[Collection entries]
//! Text decoding and conservative mojibake repair.
//!
//! Legacy source files predate consistent UTF-8 handling: some are
//! Windows-1252 on disk, and others were decoded with a lossy strategy at
//! some point in their history, leaving U+FFFD replacement characters where
//! apostrophes belong. Decoding here is strict in both encodings; a lossy
//! decode would bake new replacement characters into the output.

use std::fs;
use std::path::Path;

use encoding_rs::WINDOWS_1252;
use serde_json::Value;

use crate::error::SitesmithError;

/// The Unicode replacement character. Should never appear in output.
pub const REPLACEMENT_CHAR: char = '\u{FFFD}';

/// Decode raw bytes as strict UTF-8, falling back to Windows-1252.
///
/// Neither attempt substitutes replacement characters; `None` means the
/// bytes are not valid in either encoding.
#[must_use]
pub fn decode_text(bytes: &[u8]) -> Option<String> {
    if let Ok(s) = std::str::from_utf8(bytes) {
        return Some(s.to_owned());
    }
    WINDOWS_1252
        .decode_without_bom_handling_and_without_replacement(bytes)
        .map(std::borrow::Cow::into_owned)
}

/// Read a legacy source file without introducing U+FFFD.
///
/// # Errors
///
/// Returns [`SitesmithError::Io`] if the file cannot be read and
/// [`SitesmithError::Decode`] if both decode attempts fail.
pub fn read_legacy_text(path: &Path) -> Result<String, SitesmithError> {
    let bytes = fs::read(path)?;
    decode_text(&bytes).ok_or_else(|| SitesmithError::Decode {
        path: path.to_path_buf(),
    })
}

/// Repair one narrow mojibake pattern: a U+FFFD strictly between two word
/// characters is almost certainly a lost right apostrophe (`Benjamin�s`).
///
/// Replacement characters in any other position (next to punctuation,
/// whitespace, or at string boundaries) are likely quotation marks and are
/// left untouched; pairing those back up is the fix-up pass's job, not this
/// one's.
#[must_use]
pub fn repair_mojibake(s: &str) -> String {
    if !s.contains(REPLACEMENT_CHAR) {
        return s.to_owned();
    }

    let chars: Vec<char> = s.chars().collect();
    let mut out = String::with_capacity(s.len());
    for (i, &c) in chars.iter().enumerate() {
        let between_words = c == REPLACEMENT_CHAR
            && i > 0
            && is_word_char(chars[i - 1])
            && chars.get(i + 1).is_some_and(|&next| is_word_char(next));
        if between_words {
            out.push('\u{2019}');
        } else {
            out.push(c);
        }
    }
    out
}

fn is_word_char(c: char) -> bool {
    c.is_alphanumeric() || c == '_'
}

/// Apply [`repair_mojibake`] recursively through a JSON value.
///
/// Strings are repaired in place; arrays and objects are walked; other
/// scalars pass through unchanged.
#[must_use]
pub fn normalize_value(value: Value) -> Value {
    match value {
        Value::String(s) => Value::String(repair_mojibake(&s)),
        Value::Array(items) => Value::Array(items.into_iter().map(normalize_value).collect()),
        Value::Object(map) => Value::Object(
            map.into_iter()
                .map(|(k, v)| (k, normalize_value(v)))
                .collect(),
        ),
        other => other,
    }
}
//! `fix` command handler.

use crate::cli::args::FixArgs;
use crate::error::SitesmithError;
use crate::fixup::{self, FixOptions};

/// Run a fixup pass and print a human summary to stderr.
///
/// # Errors
///
/// Returns an error when the fixup pass fails.
pub fn run(args: &FixArgs) -> Result<(), SitesmithError> {
    let report = fixup::run_fix(&FixOptions {
        root: args.root.clone(),
        check: args.check,
    })?;

    let verb = if args.check { "would change" } else { "changed" };
    eprintln!(
        "files scanned: {}, {verb}: {}",
        report.files_scanned, report.files_changed
    );
    for (label, count) in &report.replacements {
        eprintln!("  {label}: {count}");
    }

    Ok(())
}
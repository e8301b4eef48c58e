//! End-to-end conversion pipeline: scan, extract, group, build, write.
//!
//! The pipeline is deliberately synchronous and single pass. Input trees
//! for real sites are a few thousand small files; a deterministic walk
//! order matters far more here than parallelism.

use std::collections::HashMap;
use std::path::PathBuf;

use clap::ValueEnum;
use tracing::{debug, info, warn};

use crate::build;
use crate::entity::{Category, Tier};
use crate::error::SitesmithError;
use crate::extract::{self, AnalysisBlock};
use crate::group;
use crate::text;

/// Which entity kinds a conversion run covers.
#[derive(Debug, Clone, Copy, PartialEq, Eq, ValueEnum)]
pub enum Include {
    /// People tiers only.
    People,
    /// People plus concepts and influences.
    All,
}

/// Settings for one conversion run.
#[derive(Debug, Clone)]
pub struct ConvertOptions {
    /// Legacy input root.
    pub input: PathBuf,
    /// Output root; entity directories are created beneath it.
    pub out: PathBuf,
    /// Optional directory of source images to copy from.
    pub images_root: Option<PathBuf>,
    /// Entity kinds to convert.
    pub include: Include,
    /// Major tier directory name under the input root.
    pub major_dir: String,
    /// Minor tier directory name under the input root.
    pub minor_dir: String,
    /// Concepts directory name under the input root.
    pub concepts_dir: String,
    /// Influences directory name under the input root.
    pub influences_dir: String,
}

/// Outcome counters and diagnostics for a conversion run.
#[derive(Debug, Default)]
pub struct RunReport {
    /// Person entities written.
    pub people_written: usize,
    /// Concept entities written.
    pub concepts_written: usize,
    /// Influence entities written.
    pub influences_written: usize,
    /// Legacy records skipped as unreadable.
    pub records_skipped: usize,
    /// Analysis source files skipped as unreadable.
    pub sources_skipped: usize,
    /// Every unresolved analysis id, one entry per referencing section.
    pub missing_refs: Vec<String>,
}

impl RunReport {
    /// Unresolved ids deduplicated, in first-seen order.
    #[must_use]
    pub fn missing_unique(&self) -> Vec<&str> {
        let mut seen = std::collections::HashSet::new();
        self.missing_refs
            .iter()
            .map(String::as_str)
            .filter(|r| seen.insert(*r))
            .collect()
    }
}

/// Scan the input tree for `*-analysis.js` files and build the block map.
///
/// Ids are unique within one file (disambiguated there); across files the
/// first definition wins and later ones are dropped with a warning. A file
/// that cannot be read is skipped with a warning; the scan continues.
/// Returns the block map and the number of skipped files.
fn collect_blocks(opts: &ConvertOptions) -> (HashMap<String, AnalysisBlock>, usize) {
    let mut blocks: HashMap<String, AnalysisBlock> = HashMap::new();
    let mut skipped = 0;
    for path in group::analysis_files(&opts.input) {
        let source = match text::read_legacy_text(&path) {
            Ok(source) => source,
            Err(e) => {
                warn!(path = %path.display(), error = %e, "skipping unreadable analysis file");
                skipped += 1;
                continue;
            }
        };
        for block in extract::parse_analysis_source(&source, &path) {
            match blocks.get(&block.analysis_id) {
                Some(existing) => {
                    warn!(
                        id = %block.analysis_id,
                        kept = %existing.source_path.display(),
                        dropped = %path.display(),
                        "duplicate analysis id across files"
                    );
                }
                None => {
                    blocks.insert(block.analysis_id.clone(), block);
                }
            }
        }
    }
    debug!(count = blocks.len(), "analysis blocks collected");
    (blocks, skipped)
}

/// Run a full conversion.
///
/// # Errors
///
/// Returns an error when the input root is missing or output files cannot
/// be written. Individual unreadable source files and malformed records
/// are skipped and counted instead of aborting the run.
pub fn run_convert(opts: &ConvertOptions) -> Result<RunReport, SitesmithError> {
    if !opts.input.is_dir() {
        return Err(SitesmithError::MissingRoot {
            path: opts.input.clone(),
        });
    }

    let (blocks, sources_skipped) = collect_blocks(opts);
    let mut report = RunReport {
        sources_skipped,
        ..RunReport::default()
    };

    let tier_roots = [
        (Tier::Major, opts.input.join(&opts.major_dir)),
        (Tier::Minor, opts.input.join(&opts.minor_dir)),
    ];
    let (people, skipped) = group::group_people(&tier_roots);
    report.records_skipped += skipped;

    for ((tier, anchor), records) in &people {
        let person_id = crate::score::pick_canonical_id(records);
        let entity_dir = opts.out.join("people").join(&person_id);
        let mut details = build::build_person_details(
            *tier,
            anchor,
            &person_id,
            records,
            &blocks,
            &entity_dir,
            &opts.input,
        )?;
        for page in &details.pages {
            for section in &page.sections {
                if !blocks.contains_key(&section.analysis_id) {
                    warn!(entity = %person_id, id = %section.analysis_id, "unresolved analysis reference");
                    report.missing_refs.push(section.analysis_id.clone());
                }
            }
        }
        build::materialize_person_image(&mut details, &entity_dir, opts.images_root.as_deref())?;
        let json = serde_json::to_string_pretty(&details)?;
        build::write_text(&entity_dir.join("person-details.json"), &json)?;
        report.people_written += 1;
        info!(id = %person_id, pages = details.pages.len(), "person written");
    }

    if opts.include == Include::All {
        let category_roots = [
            (Category::Concepts, opts.input.join(&opts.concepts_dir)),
            (Category::Influences, opts.input.join(&opts.influences_dir)),
        ];
        let (items, skipped) = group::group_items(&category_roots);
        report.records_skipped += skipped;

        for ((category, anchor), records) in &items {
            let item_id = crate::score::pick_canonical_id(records);
            let entity_dir = opts.out.join(category.as_str()).join(&item_id);
            let mut details = build::build_item_details(
                *category,
                anchor,
                &item_id,
                records,
                &blocks,
                &entity_dir,
                &opts.input,
            )?;
            for page in &details.pages {
                for section in &page.sections {
                    if !blocks.contains_key(&section.analysis_id) {
                        warn!(
                            entity = %format!("{}/{item_id}", category.as_str()),
                            id = %section.analysis_id,
                            "unresolved analysis reference"
                        );
                        report.missing_refs.push(section.analysis_id.clone());
                    }
                }
            }
            build::materialize_item_image(&mut details, &entity_dir, opts.images_root.as_deref())?;
            let json = serde_json::to_string_pretty(&details)?;
            build::write_text(&entity_dir.join(category.details_filename()), &json)?;
            match category {
                Category::Concepts => report.concepts_written += 1,
                Category::Influences => report.influences_written += 1,
            }
            info!(id = %item_id, category = category.as_str(), "item written");
        }
    }

    Ok(report)
}

#[cfg(test)]
mod tests {
    use super::*;

    #[test]
    fn missing_input_root_is_an_error() {
        let opts = ConvertOptions {
            input: PathBuf::from("/definitely/not/here"),
            out: PathBuf::from("/tmp/out"),
            images_root: None,
            include: Include::People,
            major_dir: "Major speakers".to_owned(),
            minor_dir: "Minor speakers".to_owned(),
            concepts_dir: "Concepts".to_owned(),
            influences_dir: "Influences".to_owned(),
        };
        let err = run_convert(&opts).unwrap_err();
        assert!(matches!(err, SitesmithError::MissingRoot { .. }));
    }

    #[test]
    fn missing_unique_dedups_preserving_order() {
        let report = RunReport {
            missing_refs: vec![
                "ghost".to_owned(),
                "lost".to_owned(),
                "ghost".to_owned(),
                "gone".to_owned(),
            ],
            ..RunReport::default()
        };
        assert_eq!(report.missing_unique(), vec!["ghost", "lost", "gone"]);
    }
}
//! CLI command dispatch and handlers.
//!
//! Routes parsed CLI arguments to the appropriate command handler.

pub mod convert;
pub mod fix;

use crate::cli::args::{Cli, Commands};
use crate::error::SitesmithError;

/// Dispatch a parsed CLI invocation to the appropriate command handler.
///
/// # Errors
///
/// Returns an error if the dispatched command handler fails.
pub fn dispatch(cli: Cli) -> Result<(), SitesmithError> {
    match cli.command {
        Commands::Convert(args) => convert::run(&args),
        Commands::Fix(args) => fix::run(&args),
    }
}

● Try it: Above are the records; from them, give again exactly the lines from the one containing "v)| (k, normalize_value(v)))" to the one containing "pub fn run(args: &FixArgs)", both lines included, and nothing more.

● Answer to this exercise:
                .map(|(k, v)| (k, normalize_value(v)))
                .collect(),
        ),
        other => other,
    }
}
//! `fix` command handler.

use crate::cli::args::FixArgs;
use crate::error::SitesmithError;
use crate::fixup::{self, FixOptions};

/// Run a fixup pass and print a human summary to stderr.
///
/// # Errors
///
/// Returns an error when the fixup pass fails.
pub fn run(args: &FixArgs) -> Result<(), SitesmithError> {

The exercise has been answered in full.